▶ _Action item_
An exact reproduction of every record is required.

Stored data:
◆ ◆ ◆ ◆ ◆

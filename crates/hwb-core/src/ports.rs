use async_trait::async_trait;

use crate::{
    domain::{CandidateAnswer, ConversationTurn, ImageAttachment, ScoreSet, SearchHit},
    Result,
};

/// Everything a generator adapter needs for one call.
///
/// The orchestrator builds one request per adapter: the vision-capable
/// adapter gets the raw `image` and no `ocr_text`; text-only adapters get
/// the pre-extracted `ocr_text` and never the image.
#[derive(Clone, Debug, Default)]
pub struct GenerateRequest {
    pub message: String,
    pub history: Vec<ConversationTurn>,
    pub web_context: Option<Vec<SearchHit>>,
    pub image: Option<ImageAttachment>,
    pub ocr_text: Option<String>,
    /// Topic hint: the user is asking about school work.
    pub school_topic: bool,
    /// The message reads as a translation task.
    pub translation: bool,
    /// Multi-AI fan-out vs. single-answer mode (affects the role instruction).
    pub multi_ai: bool,
}

/// One LLM backend producing a candidate answer.
///
/// `generate` fails with [`crate::Error::ProviderExhausted`] only after
/// every credential/model fallback path of the provider was attempted.
#[async_trait]
pub trait AnswerProvider: Send + Sync {
    /// Stable label for logs and scoring prompts.
    fn label(&self) -> &'static str;

    async fn generate(&self, req: &GenerateRequest) -> Result<CandidateAnswer>;
}

/// A scoring pass over a candidate set.
///
/// Implementations never fail the request: any backend or decode failure
/// is absorbed into [`ScoreSet::neutral`].
#[async_trait]
pub trait AnswerValidator: Send + Sync {
    fn label(&self) -> &'static str;

    async fn score(&self, question: &str, candidates: &[CandidateAnswer]) -> ScoreSet;
}

/// The large-context merge step behind the synthesizer.
#[async_trait]
pub trait MergeModel: Send + Sync {
    /// Combine the candidates into one unified answer. `avg_scores` is
    /// index-aligned with `candidates`.
    async fn merge(
        &self,
        question: &str,
        candidates: &[CandidateAnswer],
        avg_scores: &[f64],
    ) -> Result<String>;
}

/// Image-to-text extraction, provided by the host application.
///
/// Best-effort: an empty string means "nothing readable", errors are not
/// part of the contract.
#[async_trait]
pub trait TextExtractor: Send + Sync {
    async fn extract_text(&self, image: &ImageAttachment) -> String;
}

◆ ◆ ◆ ◆ ◆

▶ _Exercise response_
filename crates/hwb-core/src/ports.rs
use async_trait::async_trait;

use crate::{
    domain::{CandidateAnswer, ConversationTurn, ImageAttachment, ScoreSet, SearchHit},
    Result,
};

/// Everything a generator adapter needs for one call.
///
/// The orchestrator builds one request per adapter: the vision-capable
/// adapter gets the raw `image` and no `ocr_text`; text-only adapters get
/// the pre-extracted `ocr_text` and never the image.
#[derive(Clone, Debug, Default)]
pub struct GenerateRequest {
    pub message: String,
    pub history: Vec<ConversationTurn>,
    pub web_context: Option<Vec<SearchHit>>,
    pub image: Option<ImageAttachment>,
    pub ocr_text: Option<String>,
    /// Topic hint: the user is asking about school work.
    pub school_topic: bool,
    /// The message reads as a translation task.
    pub translation: bool,
    /// Multi-AI fan-out vs. single-answer mode (affects the role instruction).
    pub multi_ai: bool,
}

/// One LLM backend producing a candidate answer.
///
/// `generate` fails with [`crate::Error::ProviderExhausted`] only after
/// every credential/model fallback path of the provider was attempted.
#[async_trait]
pub trait AnswerProvider: Send + Sync {
    /// Stable label for logs and scoring prompts.
    fn label(&self) -> &'static str;

    async fn generate(&self, req: &GenerateRequest) -> Result<CandidateAnswer>;
}

/// A scoring pass over a candidate set.
///
/// Implementations never fail the request: any backend or decode failure
/// is absorbed into [`ScoreSet::neutral`].
#[async_trait]
pub trait AnswerValidator: Send + Sync {
    fn label(&self) -> &'static str;

    async fn score(&self, question: &str, candidates: &[CandidateAnswer]) -> ScoreSet;
}

/// The large-context merge step behind the synthesizer.
#[async_trait]
pub trait MergeModel: Send + Sync {
    /// Combine the candidates into one unified answer. `avg_scores` is
    /// index-aligned with `candidates`.
    async fn merge(
        &self,
        question: &str,
        candidates: &[CandidateAnswer],
        avg_scores: &[f64],
    ) -> Result<String>;
}

/// Image-to-text extraction, provided by the host application.
///
/// Best-effort: an empty string means "nothing readable", errors are not
/// part of the contract.
#[async_trait]
pub trait TextExtractor: Send + Sync {
    async fn extract_text(&self, image: &ImageAttachment) -> String;
}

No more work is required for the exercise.